**Collected data entries**
== == ==
//! Pin lifecycle command handlers.

use std::sync::Arc;
use std::time::Duration;

use cairn_pins::{PinSpec, PinSubmitter, PinView, PollConfig};
use cairn_types::Cid;
use serde_json::Value;
use tracing::error;

use super::{
    amount_param, caller_param, cid_param, submitted_json, to_json, u32_param, u64_param,
    Result, WriteThrough,
};
use crate::rpc::RpcError;
use crate::{persist, DaemonState};

/// Create and fund a pin.
pub async fn submit_pin(state: &Arc<DaemonState>, params: &Value) -> Result {
    let spec = PinSpec {
        subject_id: u64_param(params, "subject_id")?,
        caller: caller_param(params)?,
        cid: cid_param(params)?,
        size_bytes: u64_param(params, "size_bytes")?,
        target_replicas: u32_param(params, "target_replicas")?,
        price: amount_param(params, "price")?,
    };
    let db = state.db.lock().await;
    let submitted = WriteThrough::new(state, &db).submit(spec)?;
    Ok(submitted_json(&submitted))
}

/// Charge again for a failed pin.
pub async fn retry_pin(state: &Arc<DaemonState>, params: &Value) -> Result {
    let cid = cid_param(params)?;
    let db = state.db.lock().await;
    let submitted = WriteThrough::new(state, &db).retry(&cid)?;
    Ok(submitted_json(&submitted))
}

/// Current record with derived fields, or null.
pub async fn get_status(state: &Arc<DaemonState>, params: &Value) -> Result {
    let cid = cid_param(params)?;
    match state.status.view(&cid)? {
        Some(view) => to_json(&view),
        None => Ok(Value::Null),
    }
}

pub async fn report_replica(state: &Arc<DaemonState>, params: &Value) -> Result {
    let cid = cid_param(params)?;
    let count = u32_param(params, "current_replicas")?;
    let record = state.registry.report_replica(&cid, count)?;
    write_transition(state, &record).await;
    to_json(&PinView::project(record))
}

pub async fn report_failure(state: &Arc<DaemonState>, params: &Value) -> Result {
    let cid = cid_param(params)?;
    let code = u32_param(params, "error_code")?;
    let record = state.registry.report_failure(&cid, code)?;
    write_transition(state, &record).await;
    to_json(&PinView::project(record))
}

/// Superseded records for a CID, oldest first.
pub async fn pin_history(state: &Arc<DaemonState>, params: &Value) -> Result {
    let cid = cid_param(params)?;
    to_json(&state.registry.history(&cid))
}

pub async fn list_subject_pins(state: &Arc<DaemonState>, params: &Value) -> Result {
    let subject_id = u64_param(params, "subject_id")?;
    let views: Vec<PinView> = state
        .registry
        .list_by_subject(subject_id)
        .into_iter()
        .map(PinView::project)
        .collect();
    to_json(&views)
}

/// Charge audit entries for a CID.
pub async fn list_charges(state: &Arc<DaemonState>, params: &Value) -> Result {
    let cid = cid_param(params)?;
    to_json(&state.registry.charges(&cid))
}

/// Parameters of a `poll_status` stream. Durations are in milliseconds.
pub fn poll_params(params: &Value) -> Result<(Cid, PollConfig)> {
    let cid = cid_param(params)?;
    let defaults = PollConfig::default();
    let millis = |key: &str, default: Duration| -> Result<Duration> {
        match params.get(key) {
            None | Some(Value::Null) => Ok(default),
            Some(_) => Ok(Duration::from_millis(u64_param(params, key)?)),
        }
    };

    let interval = millis("interval_ms", defaults.interval)?;
    if interval.is_zero() {
        return Err(RpcError::invalid_params("interval_ms must be positive"));
    }
    let timeout = match params.get("timeout_ms") {
        None | Some(Value::Null) => None,
        Some(_) => Some(Duration::from_millis(u64_param(params, "timeout_ms")?)),
    };
    let stop_when_settled = match params.get("stop_when_settled") {
        None | Some(Value::Null) => defaults.stop_when_settled,
        Some(_) => super::bool_param(params, "stop_when_settled")?,
    };

    Ok((
        cid,
        PollConfig {
            interval,
            max_backoff: millis("max_backoff_ms", defaults.max_backoff)?,
            timeout,
            stop_when_settled,
        },
    ))
}

async fn write_transition(state: &Arc<DaemonState>, record: &cairn_types::PinRequest) {
    let db = state.db.lock().await;
    if let Err(e) = persist::record_transition(&db, record) {
        error!(pin_id = record.pin_id, cid = %record.cid, "write-through failed: {e}");
    }
}
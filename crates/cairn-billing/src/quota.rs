//! Shared pool and its monthly spending quota.
//!
//! The pool may hold plenty of funds and still decline a charge: the quota
//! caps how much of it may be spent per calendar month (UTC). Both the
//! quota check and the balance check must pass.
//!
//! ## Cycles
//!
//! ```text
//! cycle_id = year * 12 + (month - 1)
//! ```
//!
//! There is no background timer. Every pool-path charge (and every read)
//! first calls [`QuotaLedger::rollover_if_needed`], which resets `used` to 0
//! and adopts the configured total when the wall clock has moved into a new
//! cycle. The pool balance and the cycle live behind one lock, so rollover
//! happens exactly once per boundary.

use std::sync::Arc;

use cairn_types::{Balance, Clock, QuotaCycle, QuotaSnapshot};
use chrono::{DateTime, Datelike, NaiveDate};
use parking_lot::Mutex;
use tracing::{debug, info};

use crate::{FundingError, Result};

/// Cycle id for a Unix timestamp.
pub fn cycle_for(unix_secs: u64) -> u32 {
    let secs = i64::try_from(unix_secs).unwrap_or(i64::MAX);
    match DateTime::from_timestamp(secs, 0) {
        Some(dt) => u32::try_from(dt.year()).unwrap_or(0) * 12 + dt.month0(),
        None => 0,
    }
}

/// Unix timestamp at which a cycle starts.
pub fn cycle_start(cycle_id: u32) -> u64 {
    let year = i32::try_from(cycle_id / 12).unwrap_or(i32::MAX);
    let month = cycle_id % 12 + 1;
    NaiveDate::from_ymd_opt(year, month, 1)
        .and_then(|date| date.and_hms_opt(0, 0, 0))
        .map(|dt| u64::try_from(dt.and_utc().timestamp()).unwrap_or(0))
        .unwrap_or(0)
}

/// Why the pool declined a charge.
#[derive(Debug, Clone, Copy, PartialEq, Eq)]
pub enum PoolDecline {
    /// The cycle's remaining quota is below the amount.
    QuotaExhausted { remaining: Balance },
    /// The pool balance is below the amount.
    InsufficientBalance { balance: Balance },
}

/// A successful pool debit.
#[derive(Debug, Clone, Copy, PartialEq, Eq)]
pub struct PoolDebit {
    pub cycle_id: u32,
    pub balance_after: Balance,
    pub used_after: Balance,
}

#[derive(Debug)]
struct PoolState {
    cycle: QuotaCycle,
    balance: Balance,
}

/// Pool balance plus the quota cycle it is spent against.
pub struct QuotaLedger {
    state: Mutex<PoolState>,
    /// Total adopted at each rollover.
    configured_total: Balance,
    clock: Arc<dyn Clock>,
}

impl QuotaLedger {
    /// Create a ledger starting in the current cycle with nothing used.
    pub fn new(configured_total: Balance, pool_balance: Balance, clock: Arc<dyn Clock>) -> Self {
        let cycle = QuotaCycle::new(cycle_for(clock.now_secs()), configured_total);
        Self::restore(cycle, pool_balance, configured_total, clock)
    }

    /// Rehydrate from persisted state.
    ///
    /// A stored cycle keeps its own total until the next rollover.
    pub fn restore(
        cycle: QuotaCycle,
        pool_balance: Balance,
        configured_total: Balance,
        clock: Arc<dyn Clock>,
    ) -> Self {
        let cycle = QuotaCycle {
            used: cycle.used.min(cycle.total),
            ..cycle
        };
        Self {
            state: Mutex::new(PoolState {
                cycle,
                balance: pool_balance,
            }),
            configured_total,
            clock,
        }
    }

    /// Reset `used` if the clock has entered a new cycle.
    ///
    /// Returns the cycle that was closed, if any.
    pub fn rollover_if_needed(&self) -> Option<QuotaCycle> {
        let mut state = self.state.lock();
        self.roll(&mut state)
    }

    fn roll(&self, state: &mut PoolState) -> Option<QuotaCycle> {
        let now_cycle = cycle_for(self.clock.now_secs());
        if now_cycle == state.cycle.cycle_id {
            return None;
        }
        let closed = state.cycle;
        state.cycle = QuotaCycle::new(now_cycle, self.configured_total);
        info!(
            closed_cycle = closed.cycle_id,
            closed_used = %closed.used,
            cycle = now_cycle,
            total = %self.configured_total,
            "quota cycle rolled over"
        );
        Some(closed)
    }

    /// The current cycle, after any pending rollover.
    pub fn current_cycle(&self) -> QuotaCycle {
        let mut state = self.state.lock();
        self.roll(&mut state);
        state.cycle
    }

    /// Quota left in the current cycle.
    pub fn remaining(&self) -> Balance {
        self.current_cycle().remaining()
    }

    pub fn pool_balance(&self) -> Balance {
        self.state.lock().balance
    }

    pub fn snapshot(&self) -> QuotaSnapshot {
        let mut state = self.state.lock();
        self.roll(&mut state);
        QuotaSnapshot {
            cycle: state.cycle,
            remaining: state.cycle.remaining(),
            pool_balance: state.balance,
            resets_at: cycle_start(state.cycle.cycle_id + 1),
        }
    }

    /// Check quota and balance, then debit, as one critical section.
    pub fn try_charge(&self, amount: Balance) -> std::result::Result<PoolDebit, PoolDecline> {
        let mut state = self.state.lock();
        self.roll(&mut state);

        let remaining = state.cycle.remaining();
        if remaining < amount {
            debug!(%amount, %remaining, "pool quota exhausted");
            return Err(PoolDecline::QuotaExhausted { remaining });
        }
        if state.balance < amount {
            debug!(%amount, balance = %state.balance, "pool balance too low");
            return Err(PoolDecline::InsufficientBalance {
                balance: state.balance,
            });
        }

        state.balance -= amount;
        state.cycle.used += amount;
        Ok(PoolDebit {
            cycle_id: state.cycle.cycle_id,
            balance_after: state.balance,
            used_after: state.cycle.used,
        })
    }

    /// Return a pool charge whose record was never committed.
    ///
    /// Quota usage is given back only while `cycle_id` is still current.
    pub fn refund(&self, amount: Balance, cycle_id: u32) -> Result<Balance> {
        let mut state = self.state.lock();
        state.balance = state
            .balance
            .checked_add(amount)
            .ok_or(FundingError::Overflow)?;
        if state.cycle.cycle_id == cycle_id {
            state.cycle.used = state.cycle.used.saturating_sub(amount);
        }
        Ok(state.balance)
    }

    /// Add funds to the pool. Called by the fee-routing collaborator only.
    pub fn credit_pool(&self, amount: Balance) -> Result<Balance> {
        let mut state = self.state.lock();
        state.balance = state
            .balance
            .checked_add(amount)
            .ok_or(FundingError::Overflow)?;
        Ok(state.balance)
    }
}

#[cfg(test)]
mod tests {
    use super::*;
    use cairn_types::ManualClock;

    /// 2024-03-15 00:00:00 UTC.
    const MID_MARCH_2024: u64 = 1_710_460_800;
    /// 2024-04-01 00:00:00 UTC.
    const APRIL_2024: u64 = 1_711_929_600;

    fn ledger(total: Balance, balance: Balance) -> (QuotaLedger, ManualClock) {
        let clock = ManualClock::new(MID_MARCH_2024);
        let ledger = QuotaLedger::new(total, balance, Arc::new(clock.clone()));
        (ledger, clock)
    }

    #[test]
    fn test_cycle_for_boundaries() {
        assert_eq!(cycle_for(MID_MARCH_2024), 2024 * 12 + 2);
        assert_eq!(cycle_for(APRIL_2024 - 1), 24_290);
        assert_eq!(cycle_for(APRIL_2024), 24_291);
        // 2024-12-31 23:59:59 and 2025-01-01 00:00:00
        assert_eq!(cycle_for(1_735_689_599), 24_299);
        assert_eq!(cycle_for(1_735_689_600), 24_300);
    }

    #[test]
    fn test_cycle_start() {
        assert_eq!(cycle_start(24_291), APRIL_2024);
        assert_eq!(cycle_start(24_300), 1_735_689_600);
    }

    #[test]
    fn test_charge_within_quota() {
        let (ledger, _) = ledger(100, 1_000);
        let debit = ledger.try_charge(40).expect("charge");
        assert_eq!(debit.used_after, 40);
        assert_eq!(debit.balance_after, 960);
        assert_eq!(ledger.remaining(), 60);
    }

    #[test]
    fn test_quota_limits_well_funded_pool() {
        let (ledger, _) = ledger(100, 1_000_000);
        ledger.try_charge(90).expect("first charge");
        let decline = ledger.try_charge(20).expect_err("quota exhausted");
        assert_eq!(decline, PoolDecline::QuotaExhausted { remaining: 10 });
        assert_eq!(ledger.current_cycle().used, 90);
        assert_eq!(ledger.pool_balance(), 999_910);
    }

    #[test]
    fn test_balance_limits_generous_quota() {
        let (ledger, _) = ledger(1_000, 15);
        let decline = ledger.try_charge(20).expect_err("balance too low");
        assert_eq!(decline, PoolDecline::InsufficientBalance { balance: 15 });
        assert_eq!(ledger.current_cycle().used, 0);
    }

    #[test]
    fn test_used_never_exceeds_total() {
        let (ledger, _) = ledger(100, 10_000);
        for _ in 0..50 {
            let _ = ledger.try_charge(7);
            let cycle = ledger.current_cycle();
            assert!(cycle.used <= cycle.total);
        }
        assert_eq!(ledger.current_cycle().used, 98);
    }

    #[test]
    fn test_rollover_resets_used_once() {
        let (ledger, clock) = ledger(100, 10_000);
        ledger.try_charge(80).expect("charge");

        clock.set(APRIL_2024 + 10);
        let closed = ledger.rollover_if_needed().expect("rolled over");
        assert_eq!(closed.cycle_id, 24_290);
        assert_eq!(closed.used, 80);
        assert!(ledger.rollover_if_needed().is_none());

        let cycle = ledger.current_cycle();
        assert_eq!(cycle.cycle_id, 24_291);
        assert_eq!(cycle.used, 0);
        ledger.try_charge(100).expect("full quota available again");
    }

    #[test]
    fn test_charge_rolls_over_lazily() {
        let (ledger, clock) = ledger(50, 10_000);
        ledger.try_charge(50).expect("charge");
        assert!(ledger.try_charge(1).is_err());

        clock.set(APRIL_2024);
        let debit = ledger.try_charge(30).expect("new cycle");
        assert_eq!(debit.cycle_id, 24_291);
        assert_eq!(debit.used_after, 30);
    }

    #[test]
    fn test_restore_keeps_stored_total_until_rollover() {
        let clock = ManualClock::new(MID_MARCH_2024);
        let stored = QuotaCycle {
            cycle_id: 24_290,
            total: 100,
            used: 90,
        };
        let ledger = QuotaLedger::restore(stored, 500, 200, Arc::new(clock.clone()));
        assert_eq!(ledger.remaining(), 10);

        clock.set(APRIL_2024);
        assert_eq!(ledger.current_cycle().total, 200);
        assert_eq!(ledger.remaining(), 200);
    }

    #[test]
    fn test_snapshot_reports_reset_time() {
        let (ledger, _) = ledger(100, 7);
        let snapshot = ledger.snapshot();
        assert_eq!(snapshot.pool_balance, 7);
        assert_eq!(snapshot.remaining, 100);
        assert_eq!(snapshot.resets_at, APRIL_2024);
    }

    #[test]
    fn test_refund_after_rollover_keeps_new_usage() {
        let (ledger, clock) = ledger(100, 1_000);
        let debit = ledger.try_charge(40).expect("charge");

        ledger.refund(40, debit.cycle_id).expect("refund");
        assert_eq!(ledger.current_cycle().used, 0);
        assert_eq!(ledger.pool_balance(), 1_000);

        let debit = ledger.try_charge(40).expect("charge");
        clock.set(APRIL_2024);
        ledger.try_charge(10).expect("april charge");
        ledger.refund(40, debit.cycle_id).expect("refund");
        assert_eq!(ledger.current_cycle().used, 10);
        assert_eq!(ledger.pool_balance(), 990);
    }

    #[test]
    fn test_credit_pool_overflow() {
        let (ledger, _) = ledger(100, Balance::MAX);
        assert_eq!(ledger.credit_pool(1), Err(FundingError::Overflow));
        assert_eq!(ledger.pool_balance(), Balance::MAX);
    }
}
//! Quota cycle rows.

use cairn_types::{Balance, QuotaCycle};
use rusqlite::{params, Connection, OptionalExtension, Row};

use crate::{amount_at, DbError, Result};

fn row_to_cycle(row: &Row<'_>) -> rusqlite::Result<QuotaCycle> {
    Ok(QuotaCycle {
        cycle_id: row.get(0)?,
        total: amount_at(row, 1)?,
        used: amount_at(row, 2)?,
    })
}

pub fn get(conn: &Connection, cycle_id: u32) -> Result<Option<QuotaCycle>> {
    let cycle = conn
        .query_row(
            "SELECT cycle_id, total, used FROM quota_cycles WHERE cycle_id = ?1",
            [cycle_id],
            row_to_cycle,
        )
        .optional()?;
    Ok(cycle)
}

/// The most recent cycle on record.
pub fn latest(conn: &Connection) -> Result<Option<QuotaCycle>> {
    let cycle = conn
        .query_row(
            "SELECT cycle_id, total, used FROM quota_cycles ORDER BY cycle_id DESC LIMIT 1",
            [],
            row_to_cycle,
        )
        .optional()?;
    Ok(cycle)
}

/// Record `cycle` unless a row for its id exists.
pub fn open_cycle(conn: &Connection, cycle: &QuotaCycle, now: u64) -> Result<()> {
    conn.execute(
        "INSERT OR IGNORE INTO quota_cycles (cycle_id, total, used, opened_at)
         VALUES (?1, ?2, ?3, ?4)",
        params![
            cycle.cycle_id,
            cycle.total.to_string(),
            cycle.used.to_string(),
            now as i64
        ],
    )?;
    Ok(())
}

/// Count `amount` against a cycle, opening it with `total` if needed.
pub fn add_used(
    conn: &Connection,
    cycle_id: u32,
    total: Balance,
    amount: Balance,
    now: u64,
) -> Result<QuotaCycle> {
    open_cycle(conn, &QuotaCycle::new(cycle_id, total), now)?;
    let mut cycle = get(conn, cycle_id)?
        .ok_or_else(|| DbError::NotFound(format!("quota cycle {cycle_id}")))?;
    cycle.used = cycle
        .used
        .checked_add(amount)
        .filter(|used| *used <= cycle.total)
        .ok_or_else(|| {
            DbError::Constraint(format!("cycle {cycle_id}: {amount} exceeds remaining quota"))
        })?;
    conn.execute(
        "UPDATE quota_cycles SET used = ?1 WHERE cycle_id = ?2",
        params![cycle.used.to_string(), cycle_id],
    )?;
    Ok(cycle)
}

pub fn list(conn: &Connection) -> Result<Vec<QuotaCycle>> {
    let mut stmt =
        conn.prepare("SELECT cycle_id, total, used FROM quota_cycles ORDER BY cycle_id")?;
    let rows = stmt
        .query_map([], row_to_cycle)?
        .collect::<std::result::Result<Vec<_>, _>>()?;
    Ok(rows)
}
use std::sync::Arc;

use cairn_daemon::config::DaemonConfig;
use cairn_daemon::rpc::RpcServer;
use cairn_daemon::DaemonState;
use cairn_types::SystemClock;
use tracing::{error, info};

#[tokio::main]
async fn main() -> anyhow::Result<()> {
    let config = DaemonConfig::load()?;

    tracing_subscriber::fmt()
        .with_env_filter(
            tracing_subscriber::EnvFilter::from_default_env()
                .add_directive(format!("cairn={}", config.advanced.log_level).parse()?),
        )
        .init();

    info!(version = env!("CARGO_PKG_VERSION"), "cairn daemon starting");

    let data_dir = config.data_dir();
    std::fs::create_dir_all(&data_dir)?;

    let conn = cairn_db::open(&data_dir.join("cairn.db"))?;
    let state = Arc::new(DaemonState::bootstrap(config, conn, Arc::new(SystemClock))?);

    let socket_path = data_dir.join("daemon.sock");
    let rpc_server = RpcServer::new(state.clone(), socket_path.clone());

    let mut shutdown_rx = state.shutdown_tx.subscribe();
    tokio::select! {
        result = rpc_server.run() => {
            if let Err(e) = result {
                error!("RPC server error: {e}");
            }
        }
        _ = shutdown_rx.recv() => {
            info!("shutdown signal received");
        }
        _ = tokio::signal::ctrl_c() => {
            info!("ctrl-c received, shutting down");
        }
    }

    let _ = std::fs::remove_file(&socket_path);
    info!("daemon stopped");
    Ok(())
}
== == ==
**Your instructions**
Which lines above run from the one containing "use serde_json::Value;" to the one containing "fields, or null."? Give them again exactly, both ends included.

**Solution below**
use serde_json::Value;
use tracing::error;

use super::{
    amount_param, caller_param, cid_param, submitted_json, to_json, u32_param, u64_param,
    Result, WriteThrough,
};
use crate::rpc::RpcError;
use crate::{persist, DaemonState};

/// Create and fund a pin.
pub async fn submit_pin(state: &Arc<DaemonState>, params: &Value) -> Result {
    let spec = PinSpec {
        subject_id: u64_param(params, "subject_id")?,
        caller: caller_param(params)?,
        cid: cid_param(params)?,
        size_bytes: u64_param(params, "size_bytes")?,
        target_replicas: u32_param(params, "target_replicas")?,
        price: amount_param(params, "price")?,
    };
    let db = state.db.lock().await;
    let submitted = WriteThrough::new(state, &db).submit(spec)?;
    Ok(submitted_json(&submitted))
}

/// Charge again for a failed pin.
pub async fn retry_pin(state: &Arc<DaemonState>, params: &Value) -> Result {
    let cid = cid_param(params)?;
    let db = state.db.lock().await;
    let submitted = WriteThrough::new(state, &db).retry(&cid)?;
    Ok(submitted_json(&submitted))
}

/// Current record with derived fields, or null.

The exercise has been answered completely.